(Saved entries)
===

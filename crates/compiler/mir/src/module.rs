//! # MIR Module
//!
//! The top-level container for MIR: every function of a compilation unit.

use index_vec::IndexVec;
use rustc_hash::{FxHashMap, FxHashSet};
use thiserror::Error;

use crate::{indent_str, FunctionId, MirFunction, PrettyPrint, ValidationError};

/// Structural problems of a module as a whole
#[derive(Debug, Clone, PartialEq, Eq, Error)]
pub enum ModuleError {
    #[error("function name map points '{name}' at missing function {id:?}")]
    DanglingName { name: String, id: FunctionId },
    #[error("function name mismatch: map has '{expected}', function has '{found}'")]
    NameMismatch { expected: String, found: String },
    #[error("duplicate function name '{0}'")]
    DuplicateName(String),
    #[error("function '{function}' is invalid: {error}")]
    InvalidFunction {
        function: String,
        #[source]
        error: ValidationError,
    },
}

/// The MIR for a whole compilation unit
///
/// Functions are stored in an `IndexVec` and can also be looked up by name.
#[derive(Debug, Clone, Default, PartialEq, Eq)]
pub struct MirModule {
    /// All functions in this module, indexed by `FunctionId`
    pub functions: IndexVec<FunctionId, MirFunction>,

    /// Mapping from function names to their IDs
    pub function_names: FxHashMap<String, FunctionId>,
}

impl MirModule {
    /// Creates a new empty MIR module
    pub fn new() -> Self {
        Self::default()
    }

    /// Adds a function to the module and returns its ID
    pub fn add_function(&mut self, function: MirFunction) -> FunctionId {
        let name = function.name.clone();
        let function_id = self.functions.push(function);
        self.function_names.insert(name, function_id);
        function_id
    }

    pub fn get_function(&self, id: FunctionId) -> Option<&MirFunction> {
        self.functions.get(id)
    }

    /// Looks up a function by name
    pub fn lookup_function(&self, name: &str) -> Option<FunctionId> {
        self.function_names.get(name).copied()
    }

    pub fn functions(&self) -> impl Iterator<Item = (FunctionId, &MirFunction)> {
        self.functions.iter_enumerated()
    }

    pub fn functions_mut(&mut self) -> impl Iterator<Item = &mut MirFunction> {
        self.functions.iter_mut()
    }

    pub fn function_count(&self) -> usize {
        self.functions.len()
    }

    /// Validates the name map and every function
    pub fn validate(&self) -> Result<(), ModuleError> {
        for (name, &id) in &self.function_names {
            let function = self.functions.get(id).ok_or_else(|| ModuleError::DanglingName {
                name: name.clone(),
                id,
            })?;
            if function.name != *name {
                return Err(ModuleError::NameMismatch {
                    expected: name.clone(),
                    found: function.name.clone(),
                });
            }
        }

        let mut seen_names = FxHashSet::default();
        for (_, function) in self.functions() {
            if !seen_names.insert(function.name.as_str()) {
                return Err(ModuleError::DuplicateName(function.name.clone()));
            }
        }

        for (_, function) in self.functions() {
            function
                .validate()
                .map_err(|error| ModuleError::InvalidFunction {
                    function: function.name.clone(),
                    error,
                })?;
        }

        Ok(())
    }
}

impl PrettyPrint for MirModule {
    fn pretty_print(&self, indent: usize) -> String {
        let mut result = String::new();
        let base_indent = indent_str(indent);

        result.push_str(&format!("{base_indent}module {{\n"));

        for (func_id, function) in self.functions() {
            result.push_str(&format!("{base_indent}  // Function {}\n", func_id.index()));
            result.push_str(&function.pretty_print(indent + 1));
            result.push('\n');
        }

        result.push_str(&format!("{base_indent}}}\n"));
        result
    }
}
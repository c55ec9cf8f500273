//! Optimization pipeline over whole modules

use thiserror::Error;

use crate::module::ModuleError;
use crate::{FusionConfig, MirModule, PassManager};

/// How much work [`optimize_module`] does
#[derive(Debug, Clone, Copy, Default, PartialEq, Eq, Hash)]
pub enum OptimizationLevel {
    /// No passes run
    None,
    /// Dead code elimination and validation only
    Basic,
    /// Loop fusion followed by cleanup
    #[default]
    Standard,
}

impl OptimizationLevel {
    /// Parses the numeric form used by `LOOPWEAVE_OPT_LEVEL`
    ///
    /// Levels above 2 saturate to [`OptimizationLevel::Standard`].
    pub fn from_level(level: &str) -> Option<Self> {
        match level.trim().parse::<u8>().ok()? {
            0 => Some(Self::None),
            1 => Some(Self::Basic),
            _ => Some(Self::Standard),
        }
    }

    fn pass_manager(self, fusion: FusionConfig) -> Option<PassManager> {
        match self {
            Self::None => None,
            Self::Basic => Some(PassManager::basic_pipeline()),
            Self::Standard => Some(PassManager::with_config(fusion)),
        }
    }
}

/// Configuration for [`optimize_module`]
#[derive(Debug, Clone, Default, PartialEq, Eq)]
pub struct PipelineConfig {
    pub optimization_level: OptimizationLevel,
    /// Settings of the loop fusion pass at [`OptimizationLevel::Standard`]
    pub fusion: FusionConfig,
    /// Validate the module before and after optimizing it
    pub validate: bool,
}

impl PipelineConfig {
    pub fn no_opt() -> Self {
        Self {
            optimization_level: OptimizationLevel::None,
            ..Self::default()
        }
    }

    /// Default configuration with validation turned on
    pub fn checked() -> Self {
        Self {
            validate: true,
            ..Self::default()
        }
    }

    /// Reads overrides from the environment
    ///
    /// - `LOOPWEAVE_OPT_LEVEL`: `0`, `1` or `2`
    /// - `LOOPWEAVE_MAX_FUSIONS`: upper bound on fusions per function
    /// - `LOOPWEAVE_VALIDATE`: any value but `0` turns validation on
    ///
    /// Unparsable values are ignored with a warning.
    pub fn from_environment() -> Self {
        let mut config = Self::default();

        if let Ok(level) = std::env::var("LOOPWEAVE_OPT_LEVEL") {
            match OptimizationLevel::from_level(&level) {
                Some(level) => config.optimization_level = level,
                None => log::warn!("Ignoring LOOPWEAVE_OPT_LEVEL={level}"),
            }
        }
        if let Ok(max) = std::env::var("LOOPWEAVE_MAX_FUSIONS") {
            match max.trim().parse() {
                Ok(max) => config.fusion.max_fusions = Some(max),
                Err(_) => log::warn!("Ignoring LOOPWEAVE_MAX_FUSIONS={max}"),
            }
        }
        if let Ok(validate) = std::env::var("LOOPWEAVE_VALIDATE") {
            config.validate = validate.trim() != "0";
        }

        config
    }
}

/// Errors reported by [`optimize_module`]
#[derive(Debug, Clone, PartialEq, Eq, Error)]
pub enum PipelineError {
    #[error("module is invalid before optimization: {0}")]
    InvalidInput(#[source] ModuleError),
    #[error("optimization produced an invalid module: {0}")]
    InvalidOutput(#[source] ModuleError),
}

/// Runs the passes selected by `config` over every function of `module`
///
/// Returns whether any function changed.
pub fn optimize_module(
    module: &mut MirModule,
    config: &PipelineConfig,
) -> Result<bool, PipelineError> {
    if config.validate {
        module.validate().map_err(PipelineError::InvalidInput)?;
    }

    let Some(mut passes) = config.optimization_level.pass_manager(config.fusion) else {
        return Ok(false);
    };
    log::debug!(
        "Optimizing {} function(s) with {:?}",
        module.function_count(),
        passes.pass_names()
    );

    let mut modified = false;
    for function in module.functions_mut() {
        modified |= passes.run(function);
    }

    if config.validate {
        module.validate().map_err(PipelineError::InvalidOutput)?;
    }
    Ok(modified)
}

#[cfg(test)]
#[path = "pipeline_tests.rs"]
mod tests;
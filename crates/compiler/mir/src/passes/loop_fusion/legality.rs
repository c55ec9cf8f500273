use std::fmt;

use crate::analysis::LoopId;

use super::{
    has_no_negative_dependence, has_same_trip_count, is_adjacent, is_control_flow_equivalent,
    FusionContext,
};

/// The checks a loop pair must pass, in the order they are run
#[derive(Debug, Clone, Copy, PartialEq, Eq, Hash)]
pub enum FusionGate {
    /// Both loops are guarded or neither is
    GuardParity,
    Adjacency,
    TripCount,
    ControlFlow,
    Dependence,
}

impl FusionGate {
    pub const ALL: [Self; 5] = [
        Self::GuardParity,
        Self::Adjacency,
        Self::TripCount,
        Self::ControlFlow,
        Self::Dependence,
    ];

    fn passes(self, ctx: &FusionContext<'_>, first: LoopId, second: LoopId) -> bool {
        match self {
            Self::GuardParity => ctx.get(first).is_guarded() == ctx.get(second).is_guarded(),
            Self::Adjacency => is_adjacent(ctx, first, second),
            Self::TripCount => has_same_trip_count(ctx, first, second),
            Self::ControlFlow => is_control_flow_equivalent(ctx, first, second),
            Self::Dependence => has_no_negative_dependence(ctx, first, second),
        }
    }
}

impl fmt::Display for FusionGate {
    fn fmt(&self, f: &mut fmt::Formatter<'_>) -> fmt::Result {
        let name = match self {
            Self::GuardParity => "guard parity",
            Self::Adjacency => "adjacency",
            Self::TripCount => "trip count",
            Self::ControlFlow => "control-flow equivalence",
            Self::Dependence => "dependence",
        };
        f.write_str(name)
    }
}

/// Outcome of [`check_legality`]
#[derive(Debug, Clone, Copy, PartialEq, Eq)]
#[must_use]
pub enum Legality {
    Legal,
    /// The first gate the pair failed
    Illegal(FusionGate),
}

impl Legality {
    pub const fn is_legal(self) -> bool {
        matches!(self, Self::Legal)
    }

    pub const fn failed_gate(self) -> Option<FusionGate> {
        match self {
            Self::Legal => None,
            Self::Illegal(gate) => Some(gate),
        }
    }
}

/// Runs every [`FusionGate`] in order, stopping at the first failure
///
/// `pair` only numbers the pair in the debug log.
pub fn check_legality(
    ctx: &FusionContext<'_>,
    first: LoopId,
    second: LoopId,
    pair: usize,
) -> Legality {
    log::debug!(
        "Pair {pair}: loops at bb{} and bb{}",
        ctx.get(first).header.index(),
        ctx.get(second).header.index()
    );
    for gate in FusionGate::ALL {
        if !gate.passes(ctx, first, second) {
            log::debug!("Pair {pair}: {gate} failed");
            return Legality::Illegal(gate);
        }
        log::debug!("Pair {pair}: {gate} passed");
    }
    Legality::Legal
}

#[cfg(test)]
mod tests {
    use super::*;
    use crate::analysis::FunctionAnalyses;
    use crate::testing::{param_n, store_then_load_loops, two_sum_loops, CountingLoop};
    use crate::{MirFunction, Value};

    fn legality(function: &MirFunction) -> Legality {
        let analyses = FunctionAnalyses::compute(function);
        let ctx = FusionContext::new(function, &analyses);
        let group = &ctx.loops().sibling_groups()[0];
        check_legality(&ctx, group[0], group[1], 1)
    }

    #[test]
    fn test_legal_pairs() {
        let (unguarded, _, _) =
            two_sum_loops(CountingLoop::new(param_n()), CountingLoop::new(param_n()));
        assert_eq!(legality(&unguarded), Legality::Legal);

        let (guarded, _, _) = two_sum_loops(
            CountingLoop::new(param_n()).guarded(),
            CountingLoop::new(param_n()).guarded(),
        );
        assert!(legality(&guarded).is_legal());
    }

    #[test]
    fn test_first_failing_gate_is_reported() {
        let (mixed, _, _) = two_sum_loops(
            CountingLoop::new(param_n()).guarded(),
            CountingLoop::new(param_n()),
        );
        assert_eq!(
            legality(&mixed).failed_gate(),
            Some(FusionGate::GuardParity)
        );

        // Different bounds fail on trip count before control flow is looked at
        let (bounds, _, _) = two_sum_loops(
            CountingLoop::new(Value::integer(10)).guarded(),
            CountingLoop::new(Value::integer(20)).guarded(),
        );
        assert_eq!(legality(&bounds), Legality::Illegal(FusionGate::TripCount));

        let (reads_ahead, _, _) = store_then_load_loops(0, 1);
        assert_eq!(
            legality(&reads_ahead),
            Legality::Illegal(FusionGate::Dependence)
        );
    }

    #[test]
    fn test_gate_names() {
        let names: Vec<String> = FusionGate::ALL.iter().map(ToString::to_string).collect();
        insta::assert_debug_snapshot!(names, @r###"
        [
            "guard parity",
            "adjacency",
            "trip count",
            "control-flow equivalence",
            "dependence",
        ]
        "###);
    }
}
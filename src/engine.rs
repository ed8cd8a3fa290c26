// src/engine.rs
// Simulated pulser/receiver. Stands in for the instrument link: it owns no
// gate state and only ships finished A-scans to the UI thread.
use std::f64::consts::PI;
use std::sync::mpsc::{Receiver, Sender, TryRecvError};
use std::thread::{self, JoinHandle};
use std::time::Duration;
use log::{debug, info, warn};
use rand::rngs::StdRng;
use rand::{Rng, SeedableRng};
use crate::gates::{ChannelSettings, DisplayMode};
use crate::types::{EngineCommand, ScanFrame};
/// Points per A-scan regardless of range.
pub const POINTS_PER_SCAN: usize = 700;
const FRAME_INTERVAL: Duration = Duration::from_millis(20);
const IDLE_INTERVAL: Duration = Duration::from_millis(50);
#[derive(Clone, Copy, Debug)]
struct Echo {
    at_us: f64,
    amplitude: f64,
}
/// Water-coupled plate: interface echo, a small flaw and the back wall.
#[derive(Clone, Debug)]
pub struct Simulator {
    pub settings: ChannelSettings,
    pub water_path_us: f64,
    pub thickness_us: f64,
    /// Probe centre frequency in MHz (cycles per μs).
    pub frequency_mhz: f64,
    /// Interface detection threshold, percent of screen height.
    pub threshold: f64,
    pub noise: f64,
    rng: StdRng,
}
impl Simulator {
    pub fn new(settings: ChannelSettings, seed: u64) -> Self {
        Self {
            settings,
            water_path_us: 12.0,
            thickness_us: 18.0,
            frequency_mhz: 5.0,
            threshold: 20.0,
            noise: 1.5,
            rng: StdRng::seed_from_u64(seed),
        }
    }
    fn echoes(&mut self) -> [Echo; 3] {
        // part wobble under the probe
        let interface = self.water_path_us + self.rng.gen_range(-0.4..0.4);
        [
            Echo {
                at_us: interface,
                amplitude: 80.0,
            },
            Echo {
                at_us: interface + self.thickness_us * 0.55,
                amplitude: 25.0,
            },
            Echo {
                at_us: interface + self.thickness_us,
                amplitude: 45.0,
            },
        ]
    }
    fn signal(&self, echoes: &[Echo], t: f64) -> f64 {
        echoes
            .iter()
            .map(|e| {
                let dt = t - e.at_us;
                let envelope = (-(dt / 0.25).powi(2)).exp();
                e.amplitude * envelope * (2.0 * PI * self.frequency_mhz * dt).cos()
            })
            .sum()
    }
    fn rectify(mode: DisplayMode, v: f64) -> f64 {
        match mode {
            DisplayMode::PositiveHalf => v.max(0.0),
            DisplayMode::NegativeHalf => (-v).max(0.0),
            DisplayMode::FullWave => v.abs(),
            // half scale each way around the centre line
            DisplayMode::Rf => v / 2.0,
            DisplayMode::Off => 0.0,
        }
    }
    /// First digitizer sample, counted from the initial pulse, where the
    /// interface echo exceeds the threshold.
    fn crossing_sample(&self, echoes: &[Echo]) -> Option<u32> {
        let step = self.settings.us_per_sample;
        if step <= 0.0 {
            return None;
        }
        let interface = echoes.first()?;
        let last = ((interface.at_us + 1.0) / step) as u32;
        (0..=last).find(|&k| self.signal(&echoes[..1], k as f64 * step).abs() >= self.threshold)
    }
    pub fn frame(&mut self) -> ScanFrame {
        let echoes = self.echoes();
        let settings = self.settings;
        let us_per_point = settings.range_us / POINTS_PER_SCAN as f64;
        let samples = (0..POINTS_PER_SCAN)
            .map(|i| {
                let t = settings.delay_us + i as f64 * us_per_point;
                let noise = self.rng.gen_range(-self.noise..=self.noise);
                Self::rectify(settings.mode, self.signal(&echoes, t) + noise)
            })
            .collect();
        ScanFrame {
            samples,
            us_per_point,
            crossing_sample: self.crossing_sample(&echoes),
        }
    }
}
pub fn spawn_thread(tx: Sender<ScanFrame>, rx_cmd: Receiver<EngineCommand>) -> JoinHandle<()> {
    thread::spawn(move || {
        info!("simulator thread ready");
        let mut sim = Simulator::new(ChannelSettings::default(), rand::random());
        let mut running = false;
        loop {
            loop {
                match rx_cmd.try_recv() {
                    Ok(EngineCommand::Start) => {
                        running = true;
                        debug!("simulator started");
                    }
                    Ok(EngineCommand::Stop) => {
                        running = false;
                        debug!("simulator stopped");
                    }
                    Ok(EngineCommand::Configure(settings)) => sim.settings = settings,
                    Ok(EngineCommand::Shutdown) | Err(TryRecvError::Disconnected) => {
                        info!("simulator thread exiting");
                        return;
                    }
                    Err(TryRecvError::Empty) => break,
                }
            }
            if running {
                if tx.send(sim.frame()).is_err() {
                    warn!("frame receiver dropped, stopping simulator");
                    return;
                }
                thread::sleep(FRAME_INTERVAL);
            } else {
                thread::sleep(IDLE_INTERVAL);
            }
        }
    })
}
#[cfg(test)]
mod tests {
    use super::*;
    use std::sync::mpsc;
    fn sim(mode: DisplayMode) -> Simulator {
        Simulator::new(
            ChannelSettings {
                mode,
                ..ChannelSettings::default()
            },
            7,
        )
    }
    #[test]
    fn frame_spans_the_range() {
        let frame = sim(DisplayMode::FullWave).frame();
        assert_eq!(frame.samples.len(), POINTS_PER_SCAN);
        let covered = frame.us_per_point * frame.samples.len() as f64;
        assert!((covered - 100.0).abs() < 1e-9);
    }
    #[test]
    fn rectification_follows_mode() {
        assert!(sim(DisplayMode::PositiveHalf).frame().samples.iter().all(|v| *v >= 0.0));
        assert!(sim(DisplayMode::NegativeHalf).frame().samples.iter().all(|v| *v >= 0.0));
        assert!(sim(DisplayMode::Off).frame().samples.iter().all(|v| *v == 0.0));
        let rf = sim(DisplayMode::Rf).frame();
        assert!(rf.samples.iter().any(|v| *v < 0.0));
        assert!(rf.samples.iter().all(|v| v.abs() <= 80.0));
    }
    #[test]
    fn crossing_sits_on_interface_echo() {
        let mut s = sim(DisplayMode::FullWave);
        for _ in 0..20 {
            let frame = s.frame();
            let sample = frame.crossing_sample.unwrap();
            let us = sample as f64 * 0.015;
            assert!(us > 11.0 && us < 12.5, "crossing at {us} us");
        }
    }
    #[test]
    fn no_crossing_without_sample_period() {
        let mut s = sim(DisplayMode::FullWave);
        s.settings.us_per_sample = 0.0;
        assert_eq!(s.frame().crossing_sample, None);
    }
    #[test]
    fn thread_streams_until_shutdown() {
        let (tx_frame, rx_frame) = mpsc::channel();
        let (tx_cmd, rx_cmd) = mpsc::channel();
        let handle = spawn_thread(tx_frame, rx_cmd);
        tx_cmd.send(EngineCommand::Start).unwrap();
        let frame = rx_frame.recv_timeout(Duration::from_secs(5)).unwrap();
        assert_eq!(frame.samples.len(), POINTS_PER_SCAN);
        tx_cmd.send(EngineCommand::Shutdown).unwrap();
        handle.join().unwrap();
    }
}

===

§ WHAT THIS TASK INVOLVES: Please copy each line of the entries in which the word "expected" shows up.

§ SOLUTION FOR THIS TASK:
    #[error("function name mismatch: map has '{expected}', function has '{found}'")]
    NameMismatch { expected: String, found: String },
                    expected: name.clone(),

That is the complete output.